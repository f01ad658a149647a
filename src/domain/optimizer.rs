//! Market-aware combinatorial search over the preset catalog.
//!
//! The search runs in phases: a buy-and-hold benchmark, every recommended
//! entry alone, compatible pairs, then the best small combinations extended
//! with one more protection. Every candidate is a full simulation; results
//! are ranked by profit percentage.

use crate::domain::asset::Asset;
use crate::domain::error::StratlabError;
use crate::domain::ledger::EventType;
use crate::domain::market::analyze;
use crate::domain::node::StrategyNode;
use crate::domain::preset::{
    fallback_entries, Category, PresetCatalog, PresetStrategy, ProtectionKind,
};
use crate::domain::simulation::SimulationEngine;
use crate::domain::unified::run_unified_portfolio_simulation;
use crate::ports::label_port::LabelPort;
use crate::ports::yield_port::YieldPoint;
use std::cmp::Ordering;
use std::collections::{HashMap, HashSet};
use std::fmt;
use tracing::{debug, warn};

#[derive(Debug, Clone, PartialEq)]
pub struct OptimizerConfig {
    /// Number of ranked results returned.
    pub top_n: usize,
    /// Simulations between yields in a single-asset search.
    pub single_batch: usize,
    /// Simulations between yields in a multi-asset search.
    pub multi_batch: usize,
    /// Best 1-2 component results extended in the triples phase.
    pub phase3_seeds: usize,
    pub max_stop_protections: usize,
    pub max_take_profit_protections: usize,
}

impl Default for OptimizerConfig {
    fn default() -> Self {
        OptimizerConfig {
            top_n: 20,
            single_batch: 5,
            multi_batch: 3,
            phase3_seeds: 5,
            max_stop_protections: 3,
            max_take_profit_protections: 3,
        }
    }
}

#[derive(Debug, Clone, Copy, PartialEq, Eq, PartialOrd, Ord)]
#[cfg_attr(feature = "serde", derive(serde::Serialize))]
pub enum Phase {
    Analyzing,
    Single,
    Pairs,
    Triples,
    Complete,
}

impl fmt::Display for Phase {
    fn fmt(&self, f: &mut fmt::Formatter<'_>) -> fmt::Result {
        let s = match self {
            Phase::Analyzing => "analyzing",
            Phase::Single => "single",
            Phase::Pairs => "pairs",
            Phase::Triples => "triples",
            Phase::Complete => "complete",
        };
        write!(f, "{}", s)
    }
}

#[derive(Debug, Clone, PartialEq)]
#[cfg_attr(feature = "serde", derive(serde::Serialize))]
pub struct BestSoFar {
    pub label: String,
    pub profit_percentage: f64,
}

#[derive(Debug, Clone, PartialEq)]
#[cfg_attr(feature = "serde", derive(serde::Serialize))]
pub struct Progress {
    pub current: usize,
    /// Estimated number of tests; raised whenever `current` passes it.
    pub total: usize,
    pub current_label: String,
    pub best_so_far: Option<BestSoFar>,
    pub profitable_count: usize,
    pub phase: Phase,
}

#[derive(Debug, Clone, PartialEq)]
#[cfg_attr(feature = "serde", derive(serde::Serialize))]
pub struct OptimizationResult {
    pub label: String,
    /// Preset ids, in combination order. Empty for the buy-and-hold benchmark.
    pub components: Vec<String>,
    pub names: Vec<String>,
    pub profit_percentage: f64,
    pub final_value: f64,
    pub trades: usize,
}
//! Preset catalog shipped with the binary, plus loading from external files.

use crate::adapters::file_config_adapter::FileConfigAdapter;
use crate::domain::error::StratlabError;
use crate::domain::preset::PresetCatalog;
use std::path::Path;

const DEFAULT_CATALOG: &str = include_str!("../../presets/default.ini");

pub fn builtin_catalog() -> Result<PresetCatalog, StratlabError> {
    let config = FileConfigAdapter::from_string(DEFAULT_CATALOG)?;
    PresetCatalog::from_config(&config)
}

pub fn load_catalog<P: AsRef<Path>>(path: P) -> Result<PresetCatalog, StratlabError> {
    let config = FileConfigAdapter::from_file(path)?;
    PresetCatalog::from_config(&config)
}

▸ What needs to be done: All lines above that include the word "BestSoFar" should be located and copied.

▸ Answer section:
pub struct BestSoFar {
    pub best_so_far: Option<BestSoFar>,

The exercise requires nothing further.